Lagar Velho 1, also known as the Lagar Velho boy or Lapedo child, is a complete prehistorical skeleton found in Portugal, believed to be a hybrid that had a Neanderthal parent and an anatomically modern human parent.

In 1998, this discovery of an early Upper Paleolithic human burial at Abrigo do Lagar Velho, by the team led by pre-history archeologist João Zilhão, provided evidence of early modern humans from the west of the Iberian Peninsula. The remains, the largely complete skeleton of an approximately 4-year-old child, buried with pierced shell and red ochre, is dated to ca. 24,500 years BP. The cranium, mandible, dentition, and postcrania present a mosaic of European early modern human and Neanderthal features.

This (morphological) mosaic indicates admixture between late archaic and early modern humans in Iberia, refuting hypotheses of complete replacement of the Neanderthals by early modern humans and underlining the complexities of the cultural and biological processes and events that were involved in modern human emergence.

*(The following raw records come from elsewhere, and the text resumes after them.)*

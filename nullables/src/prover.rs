//! Nullable prover: produces ECVRF proofs the way the oracle operator does.
//!
//! Nonces are derived deterministically from the secret key and the input,
//! so the same `(secret, alpha)` always yields the same proof.

use alloy_primitives::U256;
use orochi_crypto::field::{self, GROUP_ORDER};
use orochi_crypto::{address_of_point, curve, keccak256, keypair_from_secret, KeyPair};
use orochi_types::{word, Point};
use orochi_vrf::config::DEFAULT_MAX_HASH_TO_CURVE_ATTEMPTS;
use orochi_vrf::{hash_to_curve, output_from_gamma, projective_ec_add, scalar_from_curve_points, EcvrfProof};

pub struct NullProver {
    key: KeyPair,
}

impl NullProver {
    pub fn new(secret: &[u8; 32]) -> Self {
        Self {
            key: keypair_from_secret(secret).expect("test secret must be a valid scalar"),
        }
    }

    /// A prover whose secret is derived from `label`.
    pub fn from_label(label: &str) -> Self {
        Self::new(&keccak256(label.as_bytes()).0)
    }

    pub fn public_key(&self) -> Point {
        self.key.public
    }

    /// The proof for `alpha`, with every witness the verifier needs.
    pub fn prove(&self, alpha: U256) -> EcvrfProof {
        let pk = self.key.public;
        let sk = self.key.secret_scalar();

        let hash = hash_to_curve(&pk, alpha, DEFAULT_MAX_HASH_TO_CURVE_ATTEMPTS)
            .expect("hash-to-curve succeeds within the default bound");
        let gamma = curve::mul(&hash, sk).expect("sk·H is not the identity");

        let mut nonce_input = word(sk).to_vec();
        nonce_input.extend_from_slice(&word(alpha));
        nonce_input.extend_from_slice(&hash.to_bytes());
        let mut k = U256::from_be_bytes(keccak256(&nonce_input).0).reduce_mod(GROUP_ORDER);
        if k.is_zero() {
            k = U256::from(1u8);
        }

        let u = curve::mul_generator(k).expect("k·G is not the identity");
        let u_witness = address_of_point(&u);
        let v = curve::mul(&hash, k).expect("k·H is not the identity");
        let c = scalar_from_curve_points(&hash, &pk, &gamma, u_witness, &v);
        let s = k.add_mod(GROUP_ORDER - c.mul_mod(sk, GROUP_ORDER), GROUP_ORDER);

        let c_gamma_witness = curve::mul(&gamma, c).expect("c·Γ is not the identity");
        let s_hash_witness = curve::mul(&hash, s).expect("s·H is not the identity");
        let (_, _, z) = projective_ec_add(&c_gamma_witness, &s_hash_witness);
        let z_inv = field::invert(z).expect("projective z is non-zero");

        EcvrfProof {
            gamma,
            c,
            s,
            alpha,
            u_witness,
            c_gamma_witness,
            s_hash_witness,
            z_inv,
        }
    }

    /// The output a verifier derives from a proof for `alpha`.
    pub fn output(&self, alpha: U256) -> U256 {
        output_from_gamma(&self.prove(alpha).gamma)
    }

    /// `count` chained proofs: each alpha is the previous output.
    pub fn prove_chain(&self, genesis_alpha: U256, count: usize) -> Vec<EcvrfProof> {
        let mut proofs = Vec::with_capacity(count);
        let mut alpha = genesis_alpha;
        for _ in 0..count {
            let proof = self.prove(alpha);
            alpha = output_from_gamma(&proof.gamma);
            proofs.push(proof);
        }
        proofs
    }
}
//! Threshold multisig validation for Orosign wallets.
//!
//! - [`MultisigWallet`]: roles, nonce and the execute/transfer state machine
//! - [`PackedTransaction`]: the byte message signers vote on
//! - [`WalletCommand`]: administrative self-calls
//! - [`WalletFactory`]: address prediction and a locked wallet registry

pub mod command;
pub mod config;
pub mod error;
pub mod factory;
pub mod permission;
pub mod transaction;
pub mod wallet;

pub use command::WalletCommand;
pub use config::MultisigConfig;
pub use error::MultisigError;
pub use factory::{pack_salt, predict_wallet_address, proxy_init_code, WalletFactory, MAX_SALT};
pub use permission::{Permission, RoleRecord};
pub use transaction::{PackedTransaction, PACKED_HEAD_LEN};
pub use wallet::{Call, CallExecutor, ExecutionReceipt, MultisigWallet, WalletMetadata};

This was contested by several scientists including Prof. Dr. C.P.E. Zollikofer of the University of Zurich who concluded the skeleton does not reveal Neanderthal affinities.  However, genetic work from a decade later have shown that there has indeed been instances of admixture between Neanderthals and modern humans, bringing the hybrid hypothesis back within the realm of the possible.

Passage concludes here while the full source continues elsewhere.